◆ Aim of the exercise:
Wherever the string "await" shows up in the data below, copy the whole line.

Stored data
=== Section Start ===
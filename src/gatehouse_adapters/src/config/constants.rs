pub const ENV_PREFIX: &str = "GATEHOUSE";
pub const ENV_SEPARATOR: &str = "__";
pub const CONFIG_FILE: &str = "config/base";

pub mod env {
    pub const REGISTRATIONS_OPEN_ENV_VAR: &str = "GATEHOUSE__SITE__REGISTRATIONS_OPEN";
    pub const SINGLE_USER_MODE_ENV_VAR: &str = "GATEHOUSE__SITE__SINGLE_USER_MODE";
    pub const EXTERNAL_IDENTITY_AUTH_MODE_ENV_VAR: &str =
        "GATEHOUSE__SITE__EXTERNAL_IDENTITY_AUTH_MODE";
    pub const VERIFICATION_ENABLED_ENV_VAR: &str = "GATEHOUSE__VERIFICATION__ENABLED";
    pub const VERIFICATION_SECRET_ENV_VAR: &str = "GATEHOUSE__VERIFICATION__SECRET";
    pub const ALLOWED_ORIGINS_ENV_VAR: &str = "GATEHOUSE__APP__ALLOWED_ORIGINS";
    pub const DATABASE_URL_ENV_VAR: &str = "GATEHOUSE__DATABASE__URL";
}

pub mod prod {
    pub const APP_ADDRESS: &str = "0.0.0.0:3000";
    pub const DEFAULT_LOCALE: &str = "en";
    pub const SESSION_COOKIE_NAME: &str = "_session_id";

    pub mod verification {
        pub const ENDPOINT: &str = "https://www.google.com/recaptcha/api/siteverify";
        pub const TIMEOUT_IN_MILLIS: u64 = 3_000;
    }
}

pub mod test {
    pub const APP_ADDRESS: &str = "127.0.0.1:0";

    pub mod verification {
        pub const SECRET: &str = "test-verification-secret";
        pub const TIMEOUT_IN_MILLIS: u64 = 200;
    }
}
use gatehouse_core::{Invite, InviteCode, InviteStore};
use tokio::sync::OnceCell;

/// Request-scoped invite resolution.
///
/// The store is asked at most once per lookup; later calls return the cached answer.
/// A blank or missing code resolves to `None` without touching the store, and store
/// failures are logged and treated as "no invite".
pub struct InviteLookup<'a, I>
where
    I: InviteStore,
{
    invite_store: &'a I,
    code: Option<InviteCode>,
    resolved: OnceCell<Option<Invite>>,
}

impl<'a, I> InviteLookup<'a, I>
where
    I: InviteStore,
{
    pub fn new(invite_store: &'a I, code: Option<&str>) -> Self {
        Self {
            invite_store,
            code: code.and_then(InviteCode::parse),
            resolved: OnceCell::new(),
        }
    }

    pub fn code(&self) -> Option<&InviteCode> {
        self.code.as_ref()
    }

    #[tracing::instrument(name = "InviteLookup::resolve", skip_all)]
    pub async fn resolve(&self) -> Option<&Invite> {
        self.resolved
            .get_or_init(|| async {
                let code = self.code.as_ref()?;
                match self.invite_store.find_by_code(code).await {
                    Ok(invite) => invite,
                    Err(e) => {
                        tracing::warn!(error = %e, "Invite lookup failed");
                        None
                    }
                }
            })
            .await
            .as_ref()
    }
}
=== Section End ===
◆ Completed exercise:
                match self.invite_store.find_by_code(code).await {
            .await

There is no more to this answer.